What is being asked ▸
Using the material below, return exactly the lines between the one holding "pub enum ChangeKind" and the one holding "persist settings, persist", inclusive, and no others.

Exercise data ▸
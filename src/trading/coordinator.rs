use chrono::{DateTime, Utc};
use serde::Serialize;
use std::fmt;
use std::sync::Arc;
use tracing::{error, info, warn};

use crate::config::Config;
use crate::core::{DrawdownPoint, DrawdownSeriesCalculator, TradeGate};
use crate::error::{Error, Result, StorageError};
use crate::models::{NewTrade, RiskProfile, Trade};
use crate::storage::{with_retry, ConfigStore, PlatformPersistence, RetryPolicy};
use crate::trading::backup::{
    BackupOutcome, BackupRecoveryManager, BackupSnapshot, StartupReport,
};
use crate::trading::ledger::{TradeLedger, TradingStatistics};
use crate::trading::transfer::ExportFile;

const WARNING_USED_PCT: f64 = 50.0;
const DANGER_USED_PCT: f64 = 80.0;

#[derive(Debug, Clone, Copy, PartialEq, Eq, Serialize)]
#[serde(rename_all = "lowercase")]
pub enum RiskLevel {
    Safe,
    Warning,
    Danger,
    Breached,
}

impl fmt::Display for RiskLevel {
    fn fmt(&self, f: &mut fmt::Formatter<'_>) -> fmt::Result {
        match self {
            RiskLevel::Safe => write!(f, "safe"),
            RiskLevel::Warning => write!(f, "warning"),
            RiskLevel::Danger => write!(f, "danger"),
            RiskLevel::Breached => write!(f, "breached"),
        }
    }
}

#[derive(Debug, Clone, Copy, PartialEq, Serialize)]
pub struct RiskStatus {
    pub account_balance: f64,
    pub current_balance: f64,
    pub effective_max_drawdown: f64,
    pub current_drawdown: f64,
    pub remaining_capacity: f64,
    pub max_loss_per_trade: f64,
    pub drawdown_used_pct: f64,
    pub is_dynamic: bool,
    pub level: RiskLevel,
}

impl RiskStatus {
    pub fn from_profile(p: &RiskProfile) -> Self {
        let used = p.drawdown_used_pct();
        let level = if p.remaining_risk_capacity() <= 0.0 && p.current_drawdown_amount() > 0.0 {
            RiskLevel::Breached
        } else if used >= DANGER_USED_PCT {
            RiskLevel::Danger
        } else if used >= WARNING_USED_PCT {
            RiskLevel::Warning
        } else {
            RiskLevel::Safe
        };

        RiskStatus {
            account_balance: p.account_balance,
            current_balance: p.current_balance,
            effective_max_drawdown: p.effective_max_drawdown(),
            current_drawdown: p.current_drawdown_amount(),
            remaining_capacity: p.remaining_risk_capacity(),
            max_loss_per_trade: p.max_loss_per_trade(),
            drawdown_used_pct: used,
            is_dynamic: p.is_dynamic_max_drawdown,
            level,
        }
    }
}

#[derive(Debug, Clone, Copy, PartialEq, Eq, Serialize)]
pub enum ChangeKind {
    TradeAdded,
    TradeUpdated,
    TradeDeleted,
    SettingsChanged,
    TradesCleared,
    Reset,
    Restored,
}

#[derive(Debug, Clone)]
pub struct StateChange {
    pub kind: ChangeKind,
    pub status: RiskStatus,
    pub statistics: TradingStatistics,
    pub trade_count: usize,
}

pub type Listener = Box<dyn Fn(&StateChange) + Send + Sync>;

#[derive(Debug, Clone, PartialEq, Eq)]
pub enum StartupOutcome {
    /// Primary stores had data.
    Loaded { trades: usize },
    /// Primary stores were empty and a backup was restored.
    Recovered { source: String, trades: usize },
    /// Primary stores were empty and automatic recovery is switched off.
    FreshStart,
    /// Primary stores were empty and no tier held a usable snapshot.
    NoRecoverableData,
}

/// Read side refreshed after each mutation.
#[derive(Debug, Clone, Default)]
struct StateView {
    trades: Vec<Trade>,
    statistics: TradingStatistics,
}

/// Runs every user-visible mutation as validate, persist settings, persist
/// trades, mirror to backups, refresh. The in-memory profile only moves
/// once both primary writes have landed.
pub struct PersistenceCoordinator {
    platform: Arc<dyn PlatformPersistence>,
    config_store: Arc<dyn ConfigStore>,
    ledger: TradeLedger,
    backup: BackupRecoveryManager,
    retry: RetryPolicy,
    profile: RiskProfile,
    view: StateView,
    listeners: Vec<Listener>,
    last_error: Option<String>,
    last_backup: Option<BackupOutcome>,
    unsaved: bool,
    recovery_attempted: bool,
}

Task solution ▸
pub enum ChangeKind {
    TradeAdded,
    TradeUpdated,
    TradeDeleted,
    SettingsChanged,
    TradesCleared,
    Reset,
    Restored,
}

#[derive(Debug, Clone)]
pub struct StateChange {
    pub kind: ChangeKind,
    pub status: RiskStatus,
    pub statistics: TradingStatistics,
    pub trade_count: usize,
}

pub type Listener = Box<dyn Fn(&StateChange) + Send + Sync>;

#[derive(Debug, Clone, PartialEq, Eq)]
pub enum StartupOutcome {
    /// Primary stores had data.
    Loaded { trades: usize },
    /// Primary stores were empty and a backup was restored.
    Recovered { source: String, trades: usize },
    /// Primary stores were empty and automatic recovery is switched off.
    FreshStart,
    /// Primary stores were empty and no tier held a usable snapshot.
    NoRecoverableData,
}

/// Read side refreshed after each mutation.
#[derive(Debug, Clone, Default)]
struct StateView {
    trades: Vec<Trade>,
    statistics: TradingStatistics,
}

/// Runs every user-visible mutation as validate, persist settings, persist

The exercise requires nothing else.